Family life

When parents cheat

Infidelity has become almost commonplace—and when parents do it, much more than their marriage is on the line

By Randi Chapnik Myers

When parents cheat

Marcie Katz* knew her marriage was shaky, but she had no intention of breaking up the family over it.  “We have two kids and I had so much guilt about feeling unhappy in my marriage,” she recalls. “Leaving is not easy.”

In addition to working 40-hour weeks, Katz, a graphic artist in Vancouver, took care of everything at home, from groceries and cooking to birthdays and clothes. Although she nagged her husband, Steven,* to pitch in more, the only duty he took on was handling their finances.

So when Katz discovered a payment to an adultery website on Steven’s Visa bill, she was furious, but not entirely surprised. In fact, she says she gets why parents cheat: “Having kids brings so many pressures, and when the excitement in your relationship is gone, you want it back.” You can talk it out, but that’s hard work. “It’s a lot easier,” she says, “to check out and find something new and exciting on the side.”

Infidelity has been around since the beginning of time — and having kids complicates it, says Calgary psychologist Beth Hedva, the author of the book Betrayal, Trust and Forgiveness. While childless couples can just cut and run after a partner has cheated, children tie parents together for life, despite the rift in their relationship. Some parents find a way to stitch the marriage together; others watch it unravel. Either way, the choices that follow infidelity have far-reaching implications for their kids.

Why is infidelity on the rise? Read on to find out>

Although infidelity is a leading cause of divorce, the numbers are notoriously hard to pin down. While it’s estimated that 30 to 60 percent of married people will cheat, statistics are unreliable because adultery, by its very nature, is a secret activity. Yet infidelity websites are booming. At, a dating website specifically for people who want to play outside of their existing relationships, Canadian membership is up to more than one million, with a significant boost in women.

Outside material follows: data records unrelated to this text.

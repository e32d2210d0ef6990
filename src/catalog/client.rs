use std::time::Duration;

use serde::{Deserialize, Serialize};
use tracing::{info, warn};
use url::Url;

use crate::error::{EngineError, EngineResult};

use super::types::{CatalogHit, CatalogQuery, Component, RawComponent};
use super::CatalogClient;

const USER_AGENT: &str = concat!("rigcheck/", env!("CARGO_PKG_VERSION"));

/// Client for the storefront's catalog search service.
///
/// Endpoints, relative to the base URL:
/// - `POST search` with a [`CatalogQuery`] body, answering `{"hits": [...]}`
/// - `POST components` with `{"ids": [...]}`, answering `{"components": [...]}`
pub struct HttpCatalogClient {
    client: reqwest::Client,
    base: Url,
}

#[derive(Debug, Deserialize)]
struct SearchResponse {
    #[serde(default)]
    hits: Vec<RawHit>,
}

#[derive(Debug, Deserialize)]
struct RawHit {
    component: RawComponent,
    #[serde(default)]
    relevance: f64,
}

#[derive(Debug, Serialize)]
struct FetchRequest<'a> {
    ids: &'a [String],
}

#[derive(Debug, Deserialize)]
struct FetchResponse {
    #[serde(default)]
    components: Vec<RawComponent>,
}

impl HttpCatalogClient {
    pub fn new(base_url: &str, connect_timeout: Duration, request_timeout: Duration) -> EngineResult<Self> {
        let mut base = Url::parse(base_url).map_err(|e| {
            EngineError::Configuration(format!("Invalid catalog URL '{}': {}", base_url, e))
        })?;
        // Url::join replaces the last path segment unless the base ends in '/'.
        if !base.path().ends_with('/') {
            let path = format!("{}/", base.path());
            base.set_path(&path);
        }

        let client = reqwest::Client::builder()
            .user_agent(USER_AGENT)
            .connect_timeout(connect_timeout)
            .timeout(request_timeout)
            .build()
            .map_err(|e| EngineError::Configuration(format!("Failed to build HTTP client: {}", e)))?;

        Ok(Self { client, base })
    }

    pub fn base_url(&self) -> &Url {
        &self.base
    }

    fn endpoint(&self, path: &str) -> EngineResult<Url> {
        self.base
            .join(path)
            .map_err(|e| EngineError::Configuration(format!("Invalid catalog endpoint '{}': {}", path, e)))
    }

    async fn post_json<B: Serialize + ?Sized, R: for<'de> Deserialize<'de>>(
        &self,
        path: &str,
        body: &B,
    ) -> EngineResult<R> {
        let url = self.endpoint(path)?;
        let response = self
            .client
            .post(url.clone())
            .json(body)
            .send()
            .await
            .map_err(|e| unavailable(&url, e))?
            .error_for_status()
            .map_err(|e| unavailable(&url, e))?;
        response.json::<R>().await.map_err(|e| unavailable(&url, e))
    }
}

fn unavailable(url: &Url, err: reqwest::Error) -> EngineError {
    let reason = if err.is_timeout() {
        "timed out".to_string()
    } else {
        err.to_string()
    };
    warn!("Catalog request to {} failed: {}", url, reason);
    EngineError::CatalogUnavailable(format!("{}: {}", url, reason))
}

impl CatalogClient for HttpCatalogClient {
    async fn search(&self, query: &CatalogQuery) -> EngineResult<Vec<CatalogHit>> {
        let response: SearchResponse = self.post_json("search", query).await?;
        let total = response.hits.len();

        // A malformed hit can never be a candidate; drop it rather than fail the search.
        let hits: Vec<CatalogHit> = response
            .hits
            .into_iter()
            .filter_map(|raw| {
                let id = raw.component.id.clone();
                match Component::try_from(raw.component) {
                    Ok(component) => Some(CatalogHit {
                        component,
                        relevance: raw.relevance,
                    }),
                    Err(e) => {
                        warn!("Skipping malformed catalog hit '{}': {}", id, e);
                        None
                    }
                }
            })
            .collect();

        info!(
            "Catalog search {} returned {} hits ({} usable)",
            query.signature(),
            total,
            hits.len()
        );
        Ok(hits)
    }

    async fn fetch(&self, ids: &[String]) -> EngineResult<Vec<Component>> {
        let response: FetchResponse = self.post_json("components", &FetchRequest { ids }).await?;
        response
            .components
            .into_iter()
            .map(Component::try_from)
            .collect()
    }
}

#[cfg(test)]
mod tests {
    use super::*;

    fn client(base: &str) -> HttpCatalogClient {
        HttpCatalogClient::new(base, Duration::from_secs(1), Duration::from_secs(2)).unwrap()
    }

    #[test]
    fn test_base_url_gets_trailing_slash() {
        let c = client("http://catalog.internal/api/v1");
        assert_eq!(c.endpoint("search").unwrap().as_str(), "http://catalog.internal/api/v1/search");

        let c = client("http://catalog.internal/");
        assert_eq!(c.endpoint("components").unwrap().as_str(), "http://catalog.internal/components");
    }

    #[test]
    fn test_invalid_url_is_configuration_error() {
        let err = HttpCatalogClient::new("not a url", Duration::from_secs(1), Duration::from_secs(1))
            .err()
            .unwrap();
        assert!(matches!(err, EngineError::Configuration(_)));
    }

    #[test]
    fn test_search_response_parsing() {
        let json = r#"{"hits": [
            {"component": {"id": "psu-1", "category": "psu", "attributes": {"wattage_w": 750}}, "relevance": 0.7}
        ]}"#;
        let response: SearchResponse = serde_json::from_str(json).unwrap();
        assert_eq!(response.hits.len(), 1);
        assert_eq!(response.hits[0].relevance, 0.7);
    }

    #[tokio::test]
    async fn test_unreachable_catalog_is_unavailable() {
        // Port 9 (discard) on localhost is almost never listening.
        let c = client("http://127.0.0.1:9/");
        let err = c.fetch(&["x".to_string()]).await.unwrap_err();
        assert!(matches!(err, EngineError::CatalogUnavailable(_)));
    }
}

Cheating is fuelled by opportunity, says Karyn Gordon, a relationship expert in private practice, and because opportunity is now everywhere, more people than ever are cheating. In our parents’ generation, a would-be cheater might be stopped by the risk of being overheard on the phone to a lover. Today, being able to connect with other would-be cheaters 24/7 by computer and cellphone makes adultery accessible from anywhere, including your living room. Even general social networking sites like Facebook create opportunity; a recent survey revealed that a whopping 77 percent of Canadians have logged on to reconnect with past loves.

“Whether you’re chatting with an old flame or someone new, relating electronically accelerates intimacy,” Hedva says, noting that an emotional affair can sometimes turn sexual. Hey, it’s a lot easier to fantasize about someone you aren’t mad at for missing supper or leaving wet towels on the floor.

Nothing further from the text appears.